During the last years a tremendous interest in the analysis of human behavior has emerged to better understand and meet people's needs and demands. Understanding how and why behaviour occurs is fundamental to elicit effective behavioural change for healthy living, a current primary goal for governments, organisations and communities in the development of healthier societies. Digital technologies such as smartphones and wearables can help now supporting a new approach towards the observation of human behaviour. These technologies can be used to sense and measure, continuously and unobtrusively, in the wild and for massive cohorts of people, the digital traces generated by each person’s behaviour during their everyday interaction with digital devices. My research investigates on the development of novel methods building upon people-generated daily-life digital traces for accurately identifying, quantifying and mining physical, emotional, cognitive and social aspects of behaviour.
Sensors may just happen to be discovered as available to the current user context. In fact, there is a tendency towards an increased availability of sensors readily deployed by users by themselves (e.g., smartphones, sensor-equipped gadgets, smart objects, smart clothing) or integrated as part of living environments (e.g., sensors for climate control, security, or entertainment). In the general case, many of these sensors may not have associated activity models to use them for activity recognition, as they are deployed for other purposes. However, most of this sensing equipment could be used for activity recognition purposes since they are in principle capable of measuring human behavior (e.g., body motion). Part of my research seeks the development of models and architectures that opportunistically exploits information from sensors placed in the users outfit, in the environment and other sources of information to recognize human behavior.

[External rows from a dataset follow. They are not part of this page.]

use std::io::{self, Stdout, Write};

use crossterm::cursor::MoveTo;
use crossterm::queue;
use crossterm::style::Print;
use log::{debug, error, info};
use unicode_width::UnicodeWidthChar;

use super::terminal::{TerminalGuard, check_fits};
use super::{Renderer, Signal};
use crate::application::FrameDelay;
use crate::domain::{Glyphs, Grid};
use crate::error::{Error, Result};
use crate::input::{Command, KeySource, TerminalKeys};

/// Glyphs encoded once for the terminal, with the number of display
/// columns each one occupies.
#[derive(Clone, Debug, PartialEq, Eq)]
pub struct TerminalGlyphs {
    alive: String,
    dead: String,
    width: usize,
}

impl TerminalGlyphs {
    pub fn new(glyphs: Glyphs) -> Self {
        let width = |c: char| c.width().unwrap_or(1).max(1);
        Self {
            alive: glyphs.alive.to_string(),
            dead: glyphs.dead.to_string(),
            width: width(glyphs.alive).max(width(glyphs.dead)),
        }
    }

    /// Display columns used by one cell
    pub const fn width(&self) -> usize {
        self.width
    }

    fn glyph(&self, alive: bool) -> &str {
        if alive { &self.alive } else { &self.dead }
    }
}

/// Repaints the board in place and reads single key presses between frames:
/// `q` quits, `s` pauses until `s` again (or `q`), `+` and `-` change speed.
pub struct InteractiveRenderer<W: Write, K: KeySource> {
    out: W,
    keys: K,
    glyphs: TerminalGlyphs,
    line: String,
    _guard: Option<TerminalGuard>,
}

impl InteractiveRenderer<Stdout, TerminalKeys> {
    /// Take over the terminal for `grid`. Fails, leaving the terminal as it
    /// was, when the screen is smaller than the grid.
    pub fn open(grid: &Grid) -> Result<Self> {
        let glyphs = TerminalGlyphs::new(grid.glyphs());
        let guard = TerminalGuard::enter().map_err(Error::Terminal)?;
        let screen = guard.size().map_err(Error::Terminal)?;
        check_fits(grid.dimensions(), glyphs.width(), screen)?;
        info!(
            "interactive display {}x{} on {}x{} screen",
            grid.rows(),
            grid.columns(),
            screen.0,
            screen.1
        );

        let mut renderer = Self::new(io::stdout(), TerminalKeys, glyphs);
        renderer._guard = Some(guard);
        Ok(renderer)
    }
}

impl<W: Write, K: KeySource> InteractiveRenderer<W, K> {
    /// Renderer over any output and key source, without touching terminal modes
    pub fn new(out: W, keys: K, glyphs: TerminalGlyphs) -> Self {
        Self {
            out,
            keys,
            glyphs,
            line: String::new(),
            _guard: None,
        }
    }

    pub fn output(&self) -> &W {
        &self.out
    }

    fn paint(&mut self, grid: &Grid) -> io::Result<()> {
        for (y, row) in grid.row_slices().enumerate() {
            self.line.clear();
            for cell in row {
                self.line.push_str(self.glyphs.glyph(cell.alive_this_round));
            }
            let y = u16::try_from(y).unwrap_or(u16::MAX);
            queue!(self.out, MoveTo(0, y), Print(&self.line))?;
        }
        self.out.flush()
    }

    /// Handle at most one key per frame, dropping whatever was typed after it
    fn handle_keys(&mut self, delay: &mut FrameDelay) -> io::Result<Signal> {
        let Some(key) = self.keys.poll()? else {
            return Ok(Signal::Continue);
        };
        let signal = match Command::from_key(key) {
            Some(Command::Quit) => Signal::Quit,
            Some(Command::Stop) => self.wait_until_resumed()?,
            Some(command) => {
                command.adjust(delay);
                debug!("delay now {:?}", delay.duration());
                Signal::Continue
            }
            None => Signal::Continue,
        };
        self.keys.discard_pending()?;
        Ok(signal)
    }

    /// Block until the stop key is pressed again or the user quits
    fn wait_until_resumed(&mut self) -> io::Result<Signal> {
        debug!("paused");
        self.keys.discard_pending()?;
        loop {
            match Command::from_key(self.keys.wait()?) {
                Some(Command::Quit) => return Ok(Signal::Quit),
                Some(Command::Stop) => {
                    debug!("resumed");
                    return Ok(Signal::Continue);
                }
                _ => {}
            }
        }
    }
}

impl<W: Write, K: KeySource> Renderer for InteractiveRenderer<W, K> {
    fn draw(&mut self, grid: &Grid, delay: &mut FrameDelay) -> Signal {
        let result = self
            .paint(grid)
            .and_then(|()| self.handle_keys(delay));
        match result {
            Ok(signal) => signal,
            Err(err) => {
                error!("terminal I/O failed: {err}");
                Signal::Quit
            }
        }
    }
}

#[cfg(test)]
mod tests {
    use super::*;
    use crate::input::scripted::ScriptedKeys;
    use std::time::Duration;

    const GLYPHS: Glyphs = Glyphs::new('o', '.');

    fn blinker() -> Grid {
        let mut grid = Grid::new(3, 3, GLYPHS).unwrap();
        for x in 0..3 {
            grid.set(1, x, true);
        }
        grid
    }

    fn renderer(keys: &[Option<char>]) -> InteractiveRenderer<Vec<u8>, ScriptedKeys> {
        InteractiveRenderer::new(
            Vec::new(),
            ScriptedKeys::new(keys.iter().copied()),
            TerminalGlyphs::new(GLYPHS),
        )
    }

    #[test]
    fn test_paint_positions_each_row() {
        let mut renderer = renderer(&[]);
        assert_eq!(
            renderer.draw(&blinker(), &mut FrameDelay::default()),
            Signal::Continue
        );

        let mut expected = Vec::new();
        for (y, row) in ["...", "ooo", "..."].iter().enumerate() {
            queue!(expected, MoveTo(0, y as u16), Print(row)).unwrap();
        }
        assert_eq!(renderer.output(), &expected);
    }

    #[test]
    fn test_quit_key() {
        let mut renderer = renderer(&[None, Some('q')]);
        let grid = blinker();
        let mut delay = FrameDelay::default();
        assert_eq!(renderer.draw(&grid, &mut delay), Signal::Continue);
        assert_eq!(renderer.draw(&grid, &mut delay), Signal::Quit);
    }

    #[test]
    fn test_speed_keys_adjust_delay() {
        let mut renderer = renderer(&[Some('+'), None, Some('+'), None, Some('-')]);
        let grid = blinker();
        let mut delay = FrameDelay::default();
        renderer.draw(&grid, &mut delay);
        assert_eq!(delay.duration(), Duration::from_millis(250));
        renderer.draw(&grid, &mut delay);
        assert_eq!(delay.duration(), Duration::from_millis(200));
        renderer.draw(&grid, &mut delay);
        assert_eq!(delay.duration(), Duration::from_millis(250));
    }

    #[test]
    fn test_unknown_keys_ignored() {
        let mut renderer = renderer(&[Some('x'), None, Some('?')]);
        let grid = blinker();
        let mut delay = FrameDelay::default();
        assert_eq!(renderer.draw(&grid, &mut delay), Signal::Continue);
        assert_eq!(renderer.draw(&grid, &mut delay), Signal::Continue);
        assert_eq!(delay, FrameDelay::default());
    }

    #[test]
    fn test_stop_blocks_until_resumed() {
        // Keys pressed while paused, other than stop and quit, do nothing
        let mut renderer = renderer(&[Some('s'), None, Some('+'), None, Some('s')]);
        let mut delay = FrameDelay::default();
        assert_eq!(renderer.draw(&blinker(), &mut delay), Signal::Continue);
        assert_eq!(delay, FrameDelay::default());
        assert!(renderer.keys.is_empty());
    }

    #[test]
    fn test_quit_while_stopped() {
        let mut renderer = renderer(&[Some('s'), None, Some('q')]);
        assert_eq!(
            renderer.draw(&blinker(), &mut FrameDelay::default()),
            Signal::Quit
        );
    }

    #[test]
    fn test_keys_typed_after_a_command_are_dropped() {
        let mut renderer = renderer(&[Some('+'), Some('q')]);
        let grid = blinker();
        let mut delay = FrameDelay::default();
        assert_eq!(renderer.draw(&grid, &mut delay), Signal::Continue);
        assert_eq!(renderer.draw(&grid, &mut delay), Signal::Continue);
        assert_eq!(delay.duration(), Duration::from_millis(250));
        assert!(renderer.keys.is_empty());
    }

    #[test]
    fn test_keys_typed_before_stop_do_not_resume() {
        let mut renderer = renderer(&[Some('s'), Some('s'), Some('+'), None, Some('q')]);
        let mut delay = FrameDelay::default();
        assert_eq!(renderer.draw(&blinker(), &mut delay), Signal::Quit);
        assert_eq!(delay, FrameDelay::default());
    }

    #[test]
    fn test_lost_key_source_quits() {
        // Pausing with nothing left to read fails the wait
        let mut renderer = renderer(&[Some('s')]);
        assert_eq!(
            renderer.draw(&blinker(), &mut FrameDelay::default()),
            Signal::Quit
        );
    }

    #[test]
    fn test_wide_glyph_width() {
        assert_eq!(TerminalGlyphs::new(Glyphs::new('o', ' ')).width(), 1);
        assert_eq!(TerminalGlyphs::new(Glyphs::new('世', ' ')).width(), 2);
    }
}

The inference of human behavior normally requires from the analysis of multiple sources of information or heterogeneous sensor data. To accurately gain knowledge from these data scalable and efficient aggregation mechanisms are required. My investigation deals with the definition and implementation of sophisticated models that leverage the information captured through multi-sensor configurations in an efficient and collaborative fashion. The devised fusion methods are also defined to support the unsupervised dynamic adaptation and autonomous evolution of the recognition systems to cope with short term changes and long term trends in sensor infrastructure.
Nowadays technology progresses in a way ever imaginable before. This technological evolution is seen to empower applications with extraordinary new characteristics as well as remarkably improve user experience. To support that, apps are continuously updated, devices are under timely maintenance and systems frequently upgraded. Likewise, context-aware systems of the real-world requires a constant adaptation to ensure a seamless, efficient and lifelong usage. An example of this adaptation refers to the autonomous reconfiguration of the sensor ecology. The training of newly incorporated sensors should be performed without the involvement of a system designer, which otherwise would limit the approach to predefined sensor setups and deployments. This must also happen without user involvement. To fulfill these requirements, the most reasonable approach is to use the actual knowledge of the existing recognition system to instruct the new sensors on the activity-awareness tasks. This is accomplished in a process in which the original activity recognition system transfers its knowledge to the newcomer untrained sensor. My investigation deals with the definition and development of multimodal transfer learning methods that operate at runtime, with low overhead and without user or system designer intervention. This kind of approach serves to automatically translate activity recognition capabilities from an existing system to an untrained system even for different sensor modalities. This is of key interest to support sensor replacements as part of equipment maintenance, sensor additions in system upgrades and to benefit from sensors that happen to be available in the user environment.
The practice of medicine and public health may highly profit from the use of mobile devices. Mobile devices such as "phablets" or "wearables" can be used for the collection of community and clinical health data, delivery of healthcare information to practitioners, researchers, and patients, real-time monitoring of patient vital signs, and direct provision of care. Apps developed for this purpose are normally based on ad-hoc solutions and little work has been performed so far towards systems standardization and development of mobile health frameworks. The mHealhDroid initiative is here devised to contribute to this respect. mHealthDroid is an open-source mobile framework designed to facilitate the rapid and easy development of mHealth and biomedical applications. The framework is devised to leverage the potential of mobile devices such as smartphones or tablets, wearable sensors and portable biomedical devices while bringing together heterogeneous platforms and multimodal sensors, including both research and commercial systems. The framework comprises an extensive set of modules and libraries for sensor data acquisition, data management, remote storage, signal processing, machine learning, multidimensional data visualization, as well as intelligent recommendations and multimedia guidelines among others features. A more holistic approach is followed in Mining Minds, a novel open framework that builds on the core ideas of the digital health and wellness paradigms to enable the provision of personalized healthcare and wellness support. Mining Minds embraces some of the currently most prominent digital technologies, ranging from Big Data and Cloud Computing to Wearables and Internet of Things, and state-of-the-art concepts and methods, such as Context-Awareness, Knowledge Bases or Analytics, among others.